There’s no denying that multiple parts of your car take a hit along with the temperature during winter, but the worst affected, or that which has the most impact on your car’s performance, is your car battery. Battery capacity decreases drastically during the winter, so frequent inspections of the battery, cables, terminals, and fluids will help you take better control of its performance. Check the battery cables for any wear and tear and lose connections. Check the level of your battery’s voltage by turning off your car and checking its hydrometer. If everything seems copacetic, you’re nearly done on the know-how required on how to prepare your car for winter!
Regular maintenance is the largest ingredient in how to prepare your car for winter. Keeping up with your car’s needs is a daily job that demands extra shifts during winters. Depending on the make and model of your car, how you maintain your car on your own may vary. In case you have too many questions about getting your car ready for winter and need a professional’s assistance, you can always avail of the services of a local mechanic for a nominal price.
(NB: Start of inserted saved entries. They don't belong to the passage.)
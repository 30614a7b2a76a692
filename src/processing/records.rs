//! Turning chunked, embedded documents into index records.

use super::types::Document;
use crate::embedding::EmbeddingClientError;
use crate::index::VectorRecord;

/// Identifier of the `position`-th chunk of `document_id`.
pub fn record_id(document_id: &str, position: usize) -> String {
    format!("{document_id}::{position}")
}

/// Pair chunks with their embeddings positionally.
///
/// The embedder must have returned exactly one vector per chunk; anything else is rejected
/// instead of being truncated or padded.
pub(crate) fn zip_records(
    document: &Document,
    chunks: Vec<String>,
    embeddings: Vec<Vec<f32>>,
) -> Result<Vec<VectorRecord>, EmbeddingClientError> {
    if chunks.len() != embeddings.len() {
        return Err(EmbeddingClientError::CountMismatch {
            expected: chunks.len(),
            actual: embeddings.len(),
        });
    }

    Ok(chunks
        .into_iter()
        .zip(embeddings)
        .enumerate()
        .map(|(position, (chunk, vector))| VectorRecord {
            id: record_id(&document.id, position),
            vector,
            chunk,
            url: document.url.clone(),
        })
        .collect())
}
In case your car is too old and maintenance during winters seems like a hassle, you can always dispose of it at reputed agencies that provide cash for clunkers.
Winter isn’t easy for any of us - be it humans, cars, or high-power outdoor Dance Dance Revolution machines that run on 16 separately sold batteries. The best we can do is take all the necessary precautions to weather the ride well, or in one particular case, a dance-off with your knee-high boots tucked into a parka. But that’s for another article altogether.